Data extracts ::
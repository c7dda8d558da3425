//! Error types for a feed sync pass.

use thiserror::Error;

use crate::client::ClientError;
use crate::feed::FeedError;

/// A fatal error during one feed's sync pass. The run loop logs it, counts
/// it, and moves on to the next feed; the pass resumes correctly next run
/// via the watermark plus whatever the cache flushed.
#[derive(Debug, Error)]
pub enum SyncError {
    #[error(transparent)]
    Client(#[from] ClientError),

    #[error(transparent)]
    Feed(#[from] FeedError),
}
use axum::{
    Json,
    extract::{Request, State},
    http::HeaderMap,
    middleware::Next,
    response::Response,
};
use std::sync::Arc;

use super::{
    AccessResponse, ApiError, ApiResponse, AppState, CredentialsRequest, LoginResponse, UserDto,
};
use crate::auth::Claims;

// ============================================================================
// Middleware
// ============================================================================

/// Gate for protected routes: the request must carry an
/// `Authorization: Bearer <token>` header whose token decodes and whose
/// user still exists. Everything else is a 403 with no further detail.
pub async fn auth_middleware(
    State(state): State<Arc<AppState>>,
    headers: HeaderMap,
    request: Request,
    next: Next,
) -> Result<Response, ApiError> {
    let Some(token) = extract_bearer_token(&headers) else {
        return Err(ApiError::invalid_token());
    };

    if !state.tokens().verify(&token, state.store()).await {
        return Err(ApiError::invalid_token());
    }

    Ok(next.run(request).await)
}

/// Extract the token from the `Authorization: Bearer` header
fn extract_bearer_token(headers: &HeaderMap) -> Option<String> {
    if let Some(auth_header) = headers.get("Authorization")
        && let Ok(auth_str) = auth_header.to_str()
        && let Some(token) = auth_str.strip_prefix("Bearer ")
    {
        return Some(token.trim().to_string());
    }

    None
}

/// Decode the caller's claims from the bearer header. Used by handlers
/// behind `auth_middleware` that need to know who is calling.
pub(super) fn caller_claims(state: &AppState, headers: &HeaderMap) -> Result<Claims, ApiError> {
    let token = extract_bearer_token(headers).ok_or_else(ApiError::invalid_token)?;
    state
        .tokens()
        .decode(&token)
        .map_err(|_| ApiError::invalid_token())
}

// ============================================================================
// Handlers
// ============================================================================

/// POST /api/auth
/// Check credentials and return the matching user. An unknown email and a
/// wrong password are indistinguishable to the caller.
pub async fn authenticate(
    State(state): State<Arc<AppState>>,
    Json(payload): Json<CredentialsRequest>,
) -> Result<Json<ApiResponse<UserDto>>, ApiError> {
    if payload.email.is_empty() {
        return Err(ApiError::validation("Email is required"));
    }
    if payload.password.is_empty() {
        return Err(ApiError::validation("Password is required"));
    }

    let user = state
        .store()
        .get_user_by_email(&payload.email)
        .await
        .map_err(|e| ApiError::DatabaseError(format!("Authentication error: {e}")))?
        .ok_or_else(ApiError::authentication_denied)?;

    let is_valid = state
        .store()
        .verify_user_password(&payload.email, &payload.password)
        .await
        .map_err(|e| ApiError::DatabaseError(format!("Authentication error: {e}")))?;

    if !is_valid {
        return Err(ApiError::authentication_denied());
    }

    Ok(Json(ApiResponse::success(user.into())))
}

/// POST /api/token
/// Issue a bearer token. Failed password verification is not an error
/// here: the caller gets the `{"access":"reject"}` sentinel instead.
pub async fn login(
    State(state): State<Arc<AppState>>,
    Json(payload): Json<CredentialsRequest>,
) -> Result<Json<ApiResponse<LoginResponse>>, ApiError> {
    let user = state
        .store()
        .get_user_by_email(&payload.email)
        .await
        .map_err(|e| ApiError::DatabaseError(format!("Login error: {e}")))?
        .ok_or_else(|| ApiError::NotFound("User not found".to_string()))?;

    let is_valid = state
        .store()
        .verify_user_password(&payload.email, &payload.password)
        .await
        .map_err(|e| ApiError::DatabaseError(format!("Login error: {e}")))?;

    if !is_valid {
        return Ok(Json(ApiResponse::success(LoginResponse::Rejected {
            access: "reject",
        })));
    }

    let token = state
        .tokens()
        .issue(&user)
        .map_err(|e| ApiError::internal(format!("Failed to issue token: {e}")))?;

    tracing::debug!(user_id = user.id, "Issued token");

    Ok(Json(ApiResponse::success(LoginResponse::Token { token })))
}

/// POST /api/access
/// The verification gate as an endpoint. Reaching the handler means the
/// middleware accepted the token.
pub async fn check_access() -> Json<ApiResponse<AccessResponse>> {
    Json(ApiResponse::success(AccessResponse { access: "success" }))
}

Task requirements ::
The answer must hold exactly the lines of the entries above, from the first line through the line that contains "the cache flushed.", and no others.

Your response ::
repository c7dda8d558da3425
//! Error types for a feed sync pass.

use thiserror::Error;

use crate::client::ClientError;
use crate::feed::FeedError;

/// A fatal error during one feed's sync pass. The run loop logs it, counts
/// it, and moves on to the next feed; the pass resumes correctly next run
/// via the watermark plus whatever the cache flushed.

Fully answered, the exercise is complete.